From: Jiri Pirko <jiri@resnulli.us>
To: Mark Bloch <mbloch@nvidia.com>
Cc: Jakub Kicinski <kuba@kernel.org>,
Eric Dumazet <edumazet@google.com>,
Paolo Abeni <pabeni@redhat.com>,
Andrew Lunn <andrew+netdev@lunn.ch>,
"David S. Miller" <davem@davemloft.net>,
Jonathan Corbet <corbet@lwn.net>,
Shuah Khan <skhan@linuxfoundation.org>,
Simon Horman <horms@kernel.org>,
Saeed Mahameed <saeedm@nvidia.com>,
Leon Romanovsky <leon@kernel.org>,
Tariq Toukan <tariqt@nvidia.com>,
Andrew Morton <akpm@linux-foundation.org>,
"Borislav Petkov (AMD)" <bp@alien8.de>,
Randy Dunlap <rdunlap@infradead.org>,
Dave Hansen <dave.hansen@linux.intel.com>,
Christian Brauner <brauner@kernel.org>,
Petr Mladek <pmladek@suse.com>,
"Peter Zijlstra (Intel)" <peterz@infradead.org>,
Thomas Gleixner <tglx@kernel.org>,
Pawan Gupta <pawan.kumar.gupta@linux.intel.com>,
Dapeng Mi <dapeng1.mi@linux.intel.com>,
Kees Cook <kees@kernel.org>, Marco Elver <elver@google.com>,
Eric Biggers <ebiggers@kernel.org>,
Li RongQing <lirongqing@baidu.com>,
"Paul E. McKenney" <paulmck@kernel.org>,
linux-doc@vger.kernel.org, linux-kernel@vger.kernel.org,
netdev@vger.kernel.org, linux-rdma@vger.kernel.org
Subject: Re: [RFC net-next 0/4] devlink: Add boot-time defaults
Date: Mon, 11 May 2026 10:07:57 +0200 [thread overview]
Message-ID: <agGNVmN9tpHh0K1P@FV6GYCPJ69> (raw)
In-Reply-To: <580a774b-ba9e-4523-b43a-476f75dd5b12@nvidia.com>
Sun, May 10, 2026 at 02:31:35PM +0200, mbloch@nvidia.com wrote:
>
>
>On 09/05/2026 10:01, Jiri Pirko wrote:
>> Sat, May 09, 2026 at 02:52:13AM +0200, kuba@kernel.org wrote:
>>> On Fri, 8 May 2026 20:07:44 +0200 Jiri Pirko wrote:
>>>>> I don't think switchdev by default should mean CX4+ in general.
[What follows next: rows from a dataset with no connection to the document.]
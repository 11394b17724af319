use thiserror::Error;

/// Errors that can occur while selecting a device, capturing, or encoding.
///
/// Each variant names the step that failed. None of them are retried.
#[derive(Debug, Error, Clone, PartialEq, Eq)]
pub enum CaptureError {
    #[error("audio host initialization failed: {0}")]
    Init(String),

    #[error("failed to get audio devices: {0}")]
    DeviceQuery(String),

    #[error("invalid device selection: {0}")]
    InvalidSelection(String),

    #[error("failed to open audio stream: {0}")]
    StreamOpen(String),

    #[error("failed to start audio stream: {0}")]
    StreamStart(String),

    #[error("failed to stop audio stream: {0}")]
    StreamStop(String),

    #[error("failed to save WAV file: {0}")]
    Io(String),

    #[error("encoding failed: {0}")]
    Encoding(String),

    #[error("configuration failed: {0}")]
    Configuration(String),
}

impl CaptureError {
    pub(crate) fn io(context: &str, err: std::io::Error) -> Self {
        Self::Io(format!("{}: {}", context, err))
    }
}
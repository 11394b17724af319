pub mod pcm;
pub mod sample_buffer;
pub mod wav_format;
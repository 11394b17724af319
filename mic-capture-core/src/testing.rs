//! In-memory audio host used by the unit tests.

use std::sync::atomic::{AtomicBool, AtomicUsize, Ordering};
use std::sync::Arc;
use std::thread;
use std::time::Duration;

use parking_lot::Mutex;

use crate::models::audio_models::{AudioDevice, StreamParameters};
use crate::models::error::CaptureError;
use crate::models::recording_result::RecordingResult;
use crate::models::state::CaptureState;
use crate::traits::audio_host::{AudioHost, SampleCallback};
use crate::traits::capture_delegate::CaptureDelegate;
use crate::traits::input_stream::InputStream;

pub fn device(index: usize, name: &str, max_input_channels: u16) -> AudioDevice {
    AudioDevice {
        index,
        name: name.to_string(),
        max_input_channels,
        default_low_input_latency: Duration::from_millis(10),
    }
}

/// Host whose streams deliver a counting ramp (0, 1, 2, ...) from a
/// background thread, one `frames_per_buffer` chunk per millisecond.
#[derive(Clone, Default)]
pub struct MockHost {
    devices: Vec<AudioDevice>,
    fail_devices: Option<CaptureError>,
    fail_open: Option<CaptureError>,
    fail_start: Option<CaptureError>,
    fail_stop: Option<CaptureError>,
    late_chunk_on_close: bool,
    pub opened: Arc<Mutex<Vec<StreamParameters>>>,
    pub closed: Arc<AtomicUsize>,
}

impl MockHost {
    pub fn new(devices: Vec<AudioDevice>) -> Self {
        Self {
            devices,
            ..Default::default()
        }
    }

    pub fn fail_devices(mut self, err: CaptureError) -> Self {
        self.fail_devices = Some(err);
        self
    }

    pub fn fail_open(mut self, err: CaptureError) -> Self {
        self.fail_open = Some(err);
        self
    }

    pub fn fail_start(mut self, err: CaptureError) -> Self {
        self.fail_start = Some(err);
        self
    }

    pub fn fail_stop(mut self, err: CaptureError) -> Self {
        self.fail_stop = Some(err);
        self
    }

    /// Deliver one more chunk while the stream is being closed.
    pub fn late_chunk_on_close(mut self) -> Self {
        self.late_chunk_on_close = true;
        self
    }
}

impl AudioHost for MockHost {
    fn devices(&self) -> Result<Vec<AudioDevice>, CaptureError> {
        match &self.fail_devices {
            Some(err) => Err(err.clone()),
            None => Ok(self.devices.clone()),
        }
    }

    fn open_input_stream(
        &self,
        _device: &AudioDevice,
        params: &StreamParameters,
        callback: SampleCallback,
    ) -> Result<Box<dyn InputStream>, CaptureError> {
        if let Some(err) = &self.fail_open {
            return Err(err.clone());
        }
        self.opened.lock().push(*params);
        Ok(Box::new(MockStream {
            callback,
            chunk_len: params.frames_per_buffer as usize * params.channels as usize,
            running: Arc::new(AtomicBool::new(false)),
            handle: None,
            fail_start: self.fail_start.clone(),
            fail_stop: self.fail_stop.clone(),
            late_chunk_on_close: self.late_chunk_on_close,
            closed: Arc::clone(&self.closed),
        }))
    }
}

struct MockStream {
    callback: SampleCallback,
    chunk_len: usize,
    running: Arc<AtomicBool>,
    handle: Option<thread::JoinHandle<()>>,
    fail_start: Option<CaptureError>,
    fail_stop: Option<CaptureError>,
    late_chunk_on_close: bool,
    closed: Arc<AtomicUsize>,
}

impl MockStream {
    fn halt(&mut self) {
        self.running.store(false, Ordering::SeqCst);
        if let Some(handle) = self.handle.take() {
            let _ = handle.join();
        }
    }
}

impl InputStream for MockStream {
    fn start(&mut self) -> Result<(), CaptureError> {
        if let Some(err) = &self.fail_start {
            return Err(err.clone());
        }
        self.running.store(true, Ordering::SeqCst);

        let running = Arc::clone(&self.running);
        let callback = Arc::clone(&self.callback);
        let chunk_len = self.chunk_len;
        self.handle = Some(thread::spawn(move || {
            let mut next: i16 = 0;
            while running.load(Ordering::SeqCst) {
                let chunk: Vec<i16> = (0..chunk_len)
                    .map(|_| {
                        let s = next;
                        next = next.wrapping_add(1);
                        s
                    })
                    .collect();
                callback(&chunk);
                thread::sleep(Duration::from_millis(1));
            }
        }));
        Ok(())
    }

    fn stop(&mut self) -> Result<(), CaptureError> {
        self.halt();
        match &self.fail_stop {
            Some(err) => Err(err.clone()),
            None => Ok(()),
        }
    }
}

impl Drop for MockStream {
    fn drop(&mut self) {
        self.halt();
        if self.late_chunk_on_close {
            (self.callback)(&[i16::MIN; 4]);
        }
        self.closed.fetch_add(1, Ordering::SeqCst);
    }
}

/// Delegate that records every notification.
#[derive(Default)]
pub struct EventLog {
    pub states: Mutex<Vec<&'static str>>,
    pub errors: Mutex<Vec<CaptureError>>,
    pub finished: Mutex<Vec<RecordingResult>>,
}

impl CaptureDelegate for EventLog {
    fn on_state_changed(&self, state: &CaptureState) {
        self.states.lock().push(state.name());
    }

    fn on_error(&self, error: &CaptureError) {
        self.errors.lock().push(error.clone());
    }

    fn on_capture_finished(&self, result: &RecordingResult) {
        self.finished.lock().push(result.clone());
    }
}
If we get
>>>>> there, I would expect it to be limited to the DPU/BlueField/ECPF case, where
>>>>> the host PF probe path can depend on the ECPF reaching switchdev. Changing the
>>>>> default for regular host NIC deployments feels like a much larger compatibility
>>>>> change.
>>>>
>>>> We can't travel throught time, but if from CX5 onwards the default would
>>>> be switchdev, nobody would feel broken in terms of compatibility. That
>>>> is my point. Having "legacy" as default is simply wrong for never NIC
>>>> generations. That is why it is called "legacy" and it should have been
>>>> rotten through and out since CX4 times.
>>>
>>> legacy vs switchdev only describes the eswitch configuration.
>>> As a non-SR-IOV user I really don't want to see the extra representors
>>> hanging around my systems, confusing all daemons. IIRC mlx5 had some
>>> limitations around the uplink representor. Maybe that's the disconnect.
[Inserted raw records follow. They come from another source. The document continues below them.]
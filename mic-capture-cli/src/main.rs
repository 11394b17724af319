mod cli;
mod console;

use std::process;
use std::sync::Arc;

use clap::Parser;

use mic_capture_core::{list_input_devices, select_device, CaptureError, Recorder};
use mic_capture_cpal::CpalHost;

use cli::Args;
use console::ConsoleDelegate;

fn main() {
    env_logger::Builder::from_env(env_logger::Env::default().default_filter_or("warn")).init();

    let args = Args::parse();
    if let Err(err) = run(&args) {
        eprintln!("Error: {}", err);
        process::exit(1);
    }
}

/// Everything that holds the audio host lives in here, so the host is
/// released before `main` exits, on success and failure alike.
fn run(args: &Args) -> Result<(), CaptureError> {
    let config = args.to_configuration()?;
    let host = CpalHost::from_name(args.host.as_deref())?;
    log::debug!("using audio host {}", host.name());

    let devices = list_input_devices(&host)?;
    print!("{}", console::format_devices(&devices));
    if args.list {
        return Ok(());
    }

    let id = match args.device {
        Some(id) => id,
        None => console::prompt_stdin()?,
    };
    let device = select_device(id, &devices)?;
    println!("Using device: {}", device.name);

    let mut recorder = Recorder::new(host, config)?;
    recorder.set_delegate(Arc::new(ConsoleDelegate));
    recorder.record(&device)?;
    Ok(())
}
use super::error::CaptureError;
use super::recording_result::RecordingResult;

/// Capture state machine.
///
/// State transitions:
/// ```text
/// idle → stream_open → recording → stopped → encoded
///            ↓             ↓          ↓
///                       failed
/// ```
#[derive(Debug, Clone, PartialEq)]
pub enum CaptureState {
    Idle,
    StreamOpen,
    Recording { duration_secs: f64 },
    Stopped { sample_count: usize },
    Encoded(Box<RecordingResult>),
    Failed(CaptureError),
}

impl CaptureState {
    pub fn is_idle(&self) -> bool {
        matches!(self, Self::Idle)
    }

    pub fn is_stream_open(&self) -> bool {
        matches!(self, Self::StreamOpen)
    }

    pub fn is_recording(&self) -> bool {
        matches!(self, Self::Recording { .. })
    }

    pub fn is_stopped(&self) -> bool {
        matches!(self, Self::Stopped { .. })
    }

    pub fn is_terminal(&self) -> bool {
        matches!(self, Self::Encoded(_) | Self::Failed(_))
    }

    /// Returns the current duration if in a state that tracks it.
    pub fn duration(&self) -> Option<f64> {
        match self {
            Self::Recording { duration_secs } => Some(*duration_secs),
            Self::Encoded(result) => Some(result.duration_secs),
            _ => None,
        }
    }

    /// Short lowercase name, used in logs and status output.
    pub fn name(&self) -> &'static str {
        match self {
            Self::Idle => "idle",
            Self::StreamOpen => "stream_open",
            Self::Recording { .. } => "recording",
            Self::Stopped { .. } => "stopped",
            Self::Encoded(_) => "encoded",
            Self::Failed(_) => "failed",
        }
    }
}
>>> But for a real, fully featured switchdev eswitches having the
>>> PHY and PF representors on boot, always, will not make sense.
>>
>> As "a non-SR-IOV user", what extra representors you talk about? When you
>> have pfs only, you don't have anything extra. Just 1 netdev per-pf, one
>> devlink port per-pf. What's extra about it? When you don't have VFs/SFs.
>> Everyhing is the same:
>
>The netdev list looking similar is a bit misleading. What matters here is
>not only how many netdevs show up, but what that netdev actually is.
>
>In legacy mode, a PF only user can just use the PF netdev as a regular NIC
>and use ROCE on it directly.
I don't see why we have this limitation. Sounds more like a bug to me.
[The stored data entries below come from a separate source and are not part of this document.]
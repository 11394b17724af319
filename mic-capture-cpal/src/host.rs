use mic_capture_core::models::audio_models::{AudioDevice, StreamParameters};
use mic_capture_core::models::error::CaptureError;
use mic_capture_core::traits::audio_host::{AudioHost, SampleCallback};
use mic_capture_core::traits::input_stream::InputStream;

use crate::device_enumerator::DeviceEnumerator;
use crate::input_stream::CpalInputStream;

/// An initialized cpal host.
///
/// Acquire one at startup and keep it for the life of the recording;
/// dropping it releases the host on every exit path.
pub struct CpalHost {
    host: cpal::Host,
}

impl CpalHost {
    /// Initialize the platform's default host.
    pub fn initialize() -> Self {
        let host = cpal::default_host();
        log::debug!("initialized audio host {}", host.id().name());
        Self { host }
    }

    /// Initialize a host by name (case-insensitive), e.g. `alsa` or `jack`.
    pub fn with_name(name: &str) -> Result<Self, CaptureError> {
        let id = cpal::available_hosts()
            .into_iter()
            .find(|id| id.name().eq_ignore_ascii_case(name))
            .ok_or_else(|| {
                CaptureError::Init(format!(
                    "unknown audio host '{}' (available: {})",
                    name,
                    Self::available_host_names().join(", ")
                ))
            })?;

        let host = cpal::host_from_id(id)
            .map_err(|e| CaptureError::Init(format!("{}: {}", id.name(), e)))?;
        log::debug!("initialized audio host {}", id.name());
        Ok(Self { host })
    }

    /// Default host, or the named one when `name` is given.
    pub fn from_name(name: Option<&str>) -> Result<Self, CaptureError> {
        match name {
            Some(name) => Self::with_name(name),
            None => Ok(Self::initialize()),
        }
    }

    /// Names of the hosts compiled into this build and available at runtime.
    pub fn available_host_names() -> Vec<&'static str> {
        cpal::available_hosts().iter().map(|id| id.name()).collect()
    }

    pub fn name(&self) -> &'static str {
        self.host.id().name()
    }
}

impl AudioHost for CpalHost {
    fn devices(&self) -> Result<Vec<AudioDevice>, CaptureError> {
        DeviceEnumerator::new(&self.host).list_devices()
    }

    fn open_input_stream(
        &self,
        device: &AudioDevice,
        params: &StreamParameters,
        callback: SampleCallback,
    ) -> Result<Box<dyn InputStream>, CaptureError> {
        let enumerator = DeviceEnumerator::new(&self.host);
        let stream = CpalInputStream::open_enumerated(&enumerator, device, params, callback)?;
        Ok(Box::new(stream))
    }
}

impl Drop for CpalHost {
    fn drop(&mut self) {
        log::debug!("released audio host {}", self.name());
    }
}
The netdev is still the same, capable of the same things no matter in
which mode you have it. RoCE should work on it in both modes.
>
>In switchdev mode, even if there are no VFs or SFs yet, the PF is moved into
>the switchdev model and the visible netdev is the uplink representor. That is
>not the same thing from a user point of view. The uplink representor is not a
>ROCE capable endpoint. So a user who used to boot the machine and use ROCE on
>the PF now has to create a VF or SF, use that as the roce endpoint, and also
>set up the switchdev forwarding path with tc, bridge or OVS so traffic from
>that function actually reaches the wire.
>
>That is why I don't think this is only a card generation question. It changes
>the deployment model. It may be the right default for BlueField/ECPF style
>systems, where the host is expected to sit behind a switchdev control plane,
>but it is not a safe default for every regular host NIC setup.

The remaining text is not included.